Cuban Doctors Honoured to Carry on Che's Legacy in La Higuera, Bolivia

Telesur | Tuesday, 10 October 2017 | Click here for original article

"Working as doctors today in La Higuera means keeping alive Che's legacy in the last corner of the Earth where he was alive," one doctor said.

A group of Cuban doctors who are working in La Higuera, Bolivia, where revolutionary leader Ernesto "Che" Guevara was killed, say they work to keep his spirit alive as a doctor and as a revolutionary.

"Working as doctors today in La Higuera means keeping alive Che's legacy in the last corner of the Earth where he was alive," Aniuska Pereira, one of the doctors said.
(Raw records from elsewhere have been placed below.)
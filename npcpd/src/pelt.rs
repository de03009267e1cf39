//! Pruned Exact Linear Time segmentation
//!
//! This code is derived from
//! "Optimal detection of changepoints with a linear computational cost";
//! Rebecca Killick, Paul Fearnhead, Idris A. Eckley; arXiv:1101.1438
//! Which can be found [here](https://arxiv.org/pdf/1101.1438.pdf).

use crate::traits::CostModel;
use crate::Error;
use tracing::trace;

#[cfg(feature = "serde1")]
use serde::{Deserialize, Serialize};

/// Optimal partitioning of a sequence under a pluggable [`CostModel`].
///
/// Candidate change points that can no longer be part of an optimal
/// segmentation are pruned as the dynamic program advances, which makes the
/// expected running time close to linear in the number of cost evaluations.
#[cfg_attr(feature = "serde1", derive(Serialize, Deserialize))]
#[derive(Clone, Copy, Debug, PartialEq, Eq)]
pub struct Pelt {
    /// Minimum number of samples in every segment.
    min_distance: usize,
}

impl Pelt {
    /// Create a new segmentation engine.
    ///
    /// # Errors
    /// [`Error::InvalidMinDistance`] if `min_distance` is zero.
    ///
    /// # Example
    /// ```rust
    /// use npcpd::{EmpiricalCdfCost, Pelt};
    ///
    /// let data = [0.0, 0.0, 0.0, 0.0, 0.0, 100.0, 100.0, 100.0, 100.0];
    /// let model = EmpiricalCdfCost::new(&data).unwrap();
    /// let pelt = Pelt::new(1).unwrap();
    /// assert_eq!(pelt.segment(&model), vec![4]);
    /// ```
    pub fn new(min_distance: usize) -> Result<Self, Error> {
        if min_distance == 0 {
            return Err(Error::InvalidMinDistance);
        }
        Ok(Self { min_distance })
    }

    /// Minimum number of samples in every segment.
    #[must_use]
    pub fn min_distance(&self) -> usize {
        self.min_distance
    }

    /// Find the change points minimizing the total segment cost plus one
    /// penalty per change point.
    ///
    /// Returns ascending 0-based indices of the last sample of every segment
    /// but the final one. Sequences with at most two samples, or too short to
    /// hold two segments of `min_distance`, have no change points.
    #[must_use]
    pub fn segment<C: CostModel + ?Sized>(&self, model: &C) -> Vec<usize> {
        let n = model.len();
        let min_distance = self.min_distance;
        if n <= 2 || min_distance > n / 2 {
            return Vec::new();
        }

        let penalty = model.penalty();
        let mut best_cost = vec![0.0; n + 1];
        let mut prev_changepoint = vec![0_usize; n + 1];
        best_cost[0] = -penalty;
        for tau in min_distance..2 * min_distance {
            best_cost[tau] = model.cost(0, 0, tau);
        }

        let mut candidates: Vec<usize> = vec![0, min_distance];
        let mut trial_costs: Vec<f64> = Vec::with_capacity(n);
        for tau in 2 * min_distance..=n {
            trial_costs.clear();
            trial_costs.extend(candidates.iter().map(|&c| {
                best_cost[c]
                    + model.cost(prev_changepoint[c], c, tau)
                    + penalty
            }));

            // First minimum wins ties
            let (best_ix, best) = trial_costs.iter().enumerate().skip(1).fold(
                (0, trial_costs[0]),
                |(best_ix, best), (ix, &cost)| {
                    if cost < best {
                        (ix, cost)
                    } else {
                        (best_ix, best)
                    }
                },
            );
            best_cost[tau] = best;
            prev_changepoint[tau] = candidates[best_ix];

            let threshold = best + penalty;
            let mut trials = trial_costs.iter();
            candidates.retain(|_| {
                trials.next().is_some_and(|&cost| cost < threshold)
            });
            candidates.push(tau + 1 - min_distance);
            debug_assert!(candidates.len() <= tau + 1);
            trace!(tau, candidates = candidates.len(), "pruned candidates");
        }

        let mut changepoints = Vec::new();
        let mut tau = prev_changepoint[n];
        while tau != 0 {
            changepoints.push(tau - 1);
            tau = prev_changepoint[tau];
        }
        changepoints.reverse();
        changepoints
    }
}
/// Segment cost consumed by [`Pelt`](crate::Pelt).
///
/// Boundaries use one-based semantics: `tau = 0` is the position before the
/// first sample and `(tau1, tau2]` covers `values[tau1..tau2]`.
pub trait CostModel {
    /// Number of samples the model was built from.
    fn len(&self) -> usize;
    /// Whether the model was built from an empty sequence.
    fn is_empty(&self) -> bool {
        self.len() == 0
    }
    /// Cost charged once for every introduced change point.
    fn penalty(&self) -> f64;
    /// Cost of treating `(tau1, tau2]` as one segment, given that the segment
    /// before it is `(tau0, tau1]`.
    fn cost(&self, tau0: usize, tau1: usize, tau2: usize) -> f64;
}
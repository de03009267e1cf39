//! General Utilities

use std::ops::{Range, Sub};

/// Split `0..n` at the given change points.
///
/// Every change point is the index of the last sample of its segment, so the
/// ranges start at `0` and after every change point and together cover `0..n`.
///
/// # Example
/// ```rust
/// use npcpd::utils::segments;
///
/// assert_eq!(segments(&[4, 9], 12), vec![0..5, 5..10, 10..12]);
/// assert_eq!(segments(&[], 3), vec![0..3]);
/// ```
#[must_use]
pub fn segments(changepoints: &[usize], n: usize) -> Vec<Range<usize>> {
    let mut start = 0;
    let mut result: Vec<Range<usize>> = changepoints
        .iter()
        .map(|&cp| {
            let segment = start..cp + 1;
            start = cp + 1;
            segment
        })
        .collect();
    if start < n || result.is_empty() {
        result.push(start..n);
    }
    result
}

fn diff<T>(a: T, b: T) -> T
where
    T: PartialOrd + Sub<Output = T>,
{
    if a > b {
        a - b
    } else {
        b - a
    }
}

/// The max-norm or max-error between two sequences.
///
/// Handy for comparing detected change points with where they were planted.
///
/// # Panics
/// If the input slices are empty or not of equal length, this will panic.
#[must_use]
pub fn max_error<T>(predicted: &[T], expected: &[T]) -> T
where
    T: PartialOrd + Copy + Sub<Output = T>,
{
    assert_eq!(
        predicted.len(),
        expected.len(),
        "predicted and expected must be the same size."
    );
    assert!(!predicted.is_empty(), "Sequences cannot be empty");
    predicted
        .iter()
        .zip(expected)
        .map(|(&a, &b)| diff(a, b))
        .fold(diff(predicted[0], expected[0]), |acc, d| {
            if d > acc {
                d
            } else {
                acc
            }
        })
}
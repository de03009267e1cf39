//! Named detectors on top of [`Pelt`]

use crate::ed_pelt::EmpiricalCdfCost;
use crate::error::check_nan;
use crate::pelt::Pelt;
use crate::rqq_pelt::{
    validate_params, QuantileProfileCost, DEFAULT_QUANTILE_COUNT,
    DEFAULT_SENSITIVITY,
};
use crate::Error;
use derive_more::Display;
use rayon::prelude::*;
use std::str::FromStr;
use tracing::debug;

#[cfg(feature = "serde1")]
use serde::{Deserialize, Serialize};

/// Minimum segment length used when none is given.
pub const DEFAULT_MIN_DISTANCE: usize = 20;

/// Which cost model the segmentation runs with.
#[cfg_attr(feature = "serde1", derive(Serialize, Deserialize))]
#[derive(Clone, Copy, Debug, Default, PartialEq, Eq, Hash, Display)]
pub enum Algorithm {
    /// [`EmpiricalCdfCost`]
    #[default]
    #[display(fmt = "EdPelt")]
    EdPelt,
    /// [`QuantileProfileCost`]
    #[display(fmt = "RqqPelt")]
    RqqPelt,
}

impl FromStr for Algorithm {
    type Err = Error;

    fn from_str(s: &str) -> Result<Self, Self::Err> {
        match s.to_ascii_lowercase().as_str() {
            "edpelt" | "ed-pelt" => Ok(Self::EdPelt),
            "rqqpelt" | "rqq-pelt" => Ok(Self::RqqPelt),
            _ => Err(Error::UnknownAlgorithm { name: s.to_owned() }),
        }
    }
}

/// Settings of a [`Detector`].
#[cfg_attr(feature = "serde1", derive(Serialize, Deserialize))]
#[derive(Clone, Debug, PartialEq)]
pub struct DetectorConfig {
    /// Cost model.
    pub algorithm: Algorithm,
    /// Minimum number of samples in every segment.
    pub min_distance: usize,
    /// Sensitivity of [`Algorithm::RqqPelt`].
    pub sensitivity: f64,
    /// Number of quantile levels of [`Algorithm::RqqPelt`].
    pub quantile_count: usize,
}

impl Default for DetectorConfig {
    fn default() -> Self {
        Self {
            algorithm: Algorithm::default(),
            min_distance: DEFAULT_MIN_DISTANCE,
            sensitivity: DEFAULT_SENSITIVITY,
            quantile_count: DEFAULT_QUANTILE_COUNT,
        }
    }
}

impl DetectorConfig {
    /// Use `algorithm` as the cost model.
    #[must_use]
    pub fn with_algorithm(self, algorithm: Algorithm) -> Self {
        Self { algorithm, ..self }
    }

    /// Require at least `min_distance` samples per segment.
    #[must_use]
    pub fn with_min_distance(self, min_distance: usize) -> Self {
        Self {
            min_distance,
            ..self
        }
    }

    /// Change the sensitivity of [`Algorithm::RqqPelt`].
    #[must_use]
    pub fn with_sensitivity(self, sensitivity: f64) -> Self {
        Self {
            sensitivity,
            ..self
        }
    }

    /// Change the number of quantile levels of [`Algorithm::RqqPelt`].
    #[must_use]
    pub fn with_quantile_count(self, quantile_count: usize) -> Self {
        Self {
            quantile_count,
            ..self
        }
    }
}

/// Change point detector with a validated configuration.
///
/// # Example
/// ```rust
/// use npcpd::{Algorithm, Detector, DetectorConfig};
///
/// let data: Vec<f64> = [0.0, 1.0, 2.0]
///     .iter()
///     .flat_map(|&level| std::iter::repeat(level).take(6))
///     .collect();
///
/// let detector = Detector::new(
///     DetectorConfig::default()
///         .with_algorithm(Algorithm::RqqPelt)
///         .with_min_distance(1),
/// )
/// .unwrap();
/// assert_eq!(detector.detect(&data).unwrap(), vec![5, 11]);
/// ```
#[derive(Clone, Debug, PartialEq)]
pub struct Detector {
    config: DetectorConfig,
    pelt: Pelt,
}

impl Detector {
    /// Validate `config` and create a detector.
    ///
    /// # Errors
    /// [`Error::InvalidMinDistance`], or for [`Algorithm::RqqPelt`],
    /// [`Error::InvalidSensitivity`] and [`Error::InvalidQuantileCount`].
    pub fn new(config: DetectorConfig) -> Result<Self, Error> {
        let pelt = Pelt::new(config.min_distance)?;
        if config.algorithm == Algorithm::RqqPelt {
            validate_params(config.sensitivity, config.quantile_count)?;
        }
        Ok(Self { config, pelt })
    }

    /// The configuration this detector runs with.
    #[must_use]
    pub fn config(&self) -> &DetectorConfig {
        &self.config
    }

    /// Ascending 0-based indices of the last sample of every segment but the
    /// final one.
    ///
    /// # Errors
    /// [`Error::NotANumber`] if `values` contains a NaN, or any error from
    /// building the cost model. [`Algorithm::RqqPelt`] also rejects
    /// infinities with [`Error::NotFinite`].
    pub fn detect(&self, values: &[f64]) -> Result<Vec<usize>, Error> {
        check_nan(values)?;
        let n = values.len();
        let min_distance = self.config.min_distance;
        if n <= 2 || min_distance > n / 2 {
            debug!(n, min_distance, "sequence too short for a change point");
            return Ok(Vec::new());
        }

        let changepoints = match self.config.algorithm {
            Algorithm::EdPelt => {
                self.pelt.segment(&EmpiricalCdfCost::new(values)?)
            }
            Algorithm::RqqPelt => {
                let model = QuantileProfileCost::with_params(
                    values,
                    self.config.sensitivity,
                    self.config.quantile_count,
                )?;
                self.pelt.segment(&model)
            }
        };
        debug!(
            algorithm = %self.config.algorithm,
            n,
            min_distance,
            changepoints = changepoints.len(),
            "detection finished"
        );
        Ok(changepoints)
    }

    /// Run [`detect`](Detector::detect) on independent sequences in
    /// parallel. Results are in the order of `sequences`.
    #[must_use]
    pub fn detect_many<S>(
        &self,
        sequences: &[S],
    ) -> Vec<Result<Vec<usize>, Error>>
    where
        S: AsRef<[f64]> + Sync,
    {
        sequences
            .par_iter()
            .map(|values| self.detect(values.as_ref()))
            .collect()
    }
}

/// Detect change points in `values` with the default settings of
/// `algorithm`.
///
/// # Errors
/// See [`Detector::new`] and [`Detector::detect`].
///
/// # Example
/// ```rust
/// use npcpd::{detect, Algorithm};
///
/// let data = [0.0, 0.0, 0.0, 0.0, 0.0, 100.0, 100.0, 100.0, 100.0];
/// assert_eq!(detect(&data, 1, Algorithm::EdPelt).unwrap(), vec![4]);
/// assert!(detect(&data, 0, Algorithm::EdPelt).is_err());
/// ```
pub fn detect(
    values: &[f64],
    min_distance: usize,
    algorithm: Algorithm,
) -> Result<Vec<usize>, Error> {
    let config = DetectorConfig::default()
        .with_algorithm(algorithm)
        .with_min_distance(min_distance);
    Detector::new(config)?.detect(values)
}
Pereira is a nurse from the Cuban Medical Brigade working in Bolivia, providing healthcare to marginalised populations high in the Andes.

She said the community doesn't have electricity and they work with a power plant to keep the medical center running, where they bring free care to about a hundred people.

La Higuera is located about 60 kilometers south of the city of Vallegrande in the department of Santa Cruz, at more than 2,000 meters above sea level. There, in a small adobe school, Che was killed on Oct. 9, 1967, by the Bolivian military

"We never thought we would be in the place where Che died," Pereira said. "It is an honour to maintain his example and the teachings of internationalism we learned from the guerrilla and Comandante Fidel Castro."

In 1966, Che launched a guerrilla movement in the South American country aimed at overthrowing the right-wing military regime of Rene Barrientos.

After months of fighting against the U.S.-trained and supported Bolivian Army, Che was captured and executed at the age of 39 after refusing to divulge information while being interrogated.

A day later, Che’s body was displayed to international media with Bolivian Army troops. It is widely believed that Barrientos' regime was instructed by the CIA to hunt down and kill the leader of the Cuban Revolution.

He was then secretly buried in the small town of Vallegrande. Several towns and cities in Bolivia’s southeast have since created memorials along the “Ruta del Che,” or Che's route.